> _Exercise instructions_: Each record below should appear again exactly as written.
[Extracted material Boundary: Start]
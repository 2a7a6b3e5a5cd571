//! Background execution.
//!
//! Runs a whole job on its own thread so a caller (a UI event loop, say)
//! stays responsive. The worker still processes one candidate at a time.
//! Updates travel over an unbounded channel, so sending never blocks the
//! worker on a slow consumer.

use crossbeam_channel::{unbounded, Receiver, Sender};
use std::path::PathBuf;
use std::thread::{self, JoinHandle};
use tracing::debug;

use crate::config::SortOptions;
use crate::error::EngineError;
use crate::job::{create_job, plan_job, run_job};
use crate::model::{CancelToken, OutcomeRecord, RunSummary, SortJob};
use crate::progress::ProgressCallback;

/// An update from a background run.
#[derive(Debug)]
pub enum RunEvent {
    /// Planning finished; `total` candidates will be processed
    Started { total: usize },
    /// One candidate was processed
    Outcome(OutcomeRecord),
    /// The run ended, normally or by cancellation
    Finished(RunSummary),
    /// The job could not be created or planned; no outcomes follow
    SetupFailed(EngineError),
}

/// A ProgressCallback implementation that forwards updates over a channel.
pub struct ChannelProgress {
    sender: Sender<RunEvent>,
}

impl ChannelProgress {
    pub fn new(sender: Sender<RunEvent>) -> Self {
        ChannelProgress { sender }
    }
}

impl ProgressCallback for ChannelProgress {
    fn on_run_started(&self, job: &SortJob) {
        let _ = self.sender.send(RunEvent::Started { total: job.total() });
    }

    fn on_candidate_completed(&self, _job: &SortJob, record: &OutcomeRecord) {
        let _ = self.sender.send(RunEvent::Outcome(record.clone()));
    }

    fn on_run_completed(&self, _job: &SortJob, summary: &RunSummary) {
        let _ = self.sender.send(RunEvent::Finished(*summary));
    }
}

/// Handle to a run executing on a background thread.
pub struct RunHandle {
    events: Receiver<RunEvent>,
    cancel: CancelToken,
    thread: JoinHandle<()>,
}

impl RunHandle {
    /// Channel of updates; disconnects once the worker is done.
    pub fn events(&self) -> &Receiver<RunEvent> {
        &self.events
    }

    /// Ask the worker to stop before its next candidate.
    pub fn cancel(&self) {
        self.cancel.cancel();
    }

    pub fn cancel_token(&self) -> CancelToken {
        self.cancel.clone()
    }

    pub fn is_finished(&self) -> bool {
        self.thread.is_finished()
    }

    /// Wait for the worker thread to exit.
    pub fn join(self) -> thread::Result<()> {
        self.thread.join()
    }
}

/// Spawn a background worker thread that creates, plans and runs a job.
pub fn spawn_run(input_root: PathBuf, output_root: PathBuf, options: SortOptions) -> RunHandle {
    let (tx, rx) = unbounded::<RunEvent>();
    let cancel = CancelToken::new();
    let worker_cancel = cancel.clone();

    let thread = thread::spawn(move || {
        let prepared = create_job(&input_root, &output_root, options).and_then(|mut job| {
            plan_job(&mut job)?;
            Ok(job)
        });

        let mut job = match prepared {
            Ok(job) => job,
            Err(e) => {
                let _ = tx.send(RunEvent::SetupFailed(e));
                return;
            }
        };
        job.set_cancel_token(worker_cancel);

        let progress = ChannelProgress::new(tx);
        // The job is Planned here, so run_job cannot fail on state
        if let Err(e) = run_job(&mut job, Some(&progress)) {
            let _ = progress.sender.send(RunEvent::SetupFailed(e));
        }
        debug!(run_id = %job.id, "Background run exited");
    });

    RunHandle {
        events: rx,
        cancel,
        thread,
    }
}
[Extracted material Boundary: End]
> _Response to this task_:
repository 2a7a6b3e5a5cd571
//! Background execution.
//!
//! Runs a whole job on its own thread so a caller (a UI event loop, say)
//! stays responsive. The worker still processes one candidate at a time.
//! Updates travel over an unbounded channel, so sending never blocks the
//! worker on a slow consumer.

use crossbeam_channel::{unbounded, Receiver, Sender};
use std::path::PathBuf;
use std::thread::{self, JoinHandle};
use tracing::debug;

use crate::config::SortOptions;
use crate::error::EngineError;
use crate::job::{create_job, plan_job, run_job};
use crate::model::{CancelToken, OutcomeRecord, RunSummary, SortJob};
use crate::progress::ProgressCallback;

/// An update from a background run.
#[derive(Debug)]
pub enum RunEvent {
    /// Planning finished; `total` candidates will be processed
    Started { total: usize },
    /// One candidate was processed
    Outcome(OutcomeRecord),
    /// The run ended, normally or by cancellation
    Finished(RunSummary),
    /// The job could not be created or planned; no outcomes follow
    SetupFailed(EngineError),
}

/// A ProgressCallback implementation that forwards updates over a channel.
pub struct ChannelProgress {
    sender: Sender<RunEvent>,
}

impl ChannelProgress {
    pub fn new(sender: Sender<RunEvent>) -> Self {
        ChannelProgress { sender }
    }
}

impl ProgressCallback for ChannelProgress {
    fn on_run_started(&self, job: &SortJob) {
        let _ = self.sender.send(RunEvent::Started { total: job.total() });
    }

    fn on_candidate_completed(&self, _job: &SortJob, record: &OutcomeRecord) {
        let _ = self.sender.send(RunEvent::Outcome(record.clone()));
    }

    fn on_run_completed(&self, _job: &SortJob, summary: &RunSummary) {
        let _ = self.sender.send(RunEvent::Finished(*summary));
    }
}

/// Handle to a run executing on a background thread.
pub struct RunHandle {
    events: Receiver<RunEvent>,
    cancel: CancelToken,
    thread: JoinHandle<()>,
}

impl RunHandle {
    /// Channel of updates; disconnects once the worker is done.
    pub fn events(&self) -> &Receiver<RunEvent> {
        &self.events
    }

    /// Ask the worker to stop before its next candidate.
    pub fn cancel(&self) {
        self.cancel.cancel();
    }

    pub fn cancel_token(&self) -> CancelToken {
        self.cancel.clone()
    }

    pub fn is_finished(&self) -> bool {
        self.thread.is_finished()
    }

    /// Wait for the worker thread to exit.
    pub fn join(self) -> thread::Result<()> {
        self.thread.join()
    }
}

/// Spawn a background worker thread that creates, plans and runs a job.
pub fn spawn_run(input_root: PathBuf, output_root: PathBuf, options: SortOptions) -> RunHandle {
    let (tx, rx) = unbounded::<RunEvent>();
    let cancel = CancelToken::new();
    let worker_cancel = cancel.clone();

    let thread = thread::spawn(move || {
        let prepared = create_job(&input_root, &output_root, options).and_then(|mut job| {
            plan_job(&mut job)?;
            Ok(job)
        });

        let mut job = match prepared {
            Ok(job) => job,
            Err(e) => {
                let _ = tx.send(RunEvent::SetupFailed(e));
                return;
            }
        };
        job.set_cancel_token(worker_cancel);

        let progress = ChannelProgress::new(tx);
        // The job is Planned here, so run_job cannot fail on state
        if let Err(e) = run_job(&mut job, Some(&progress)) {
            let _ = progress.sender.send(RunEvent::SetupFailed(e));
        }
        debug!(run_id = %job.id, "Background run exited");
    });

    RunHandle {
        events: rx,
        cancel,
        thread,
    }
}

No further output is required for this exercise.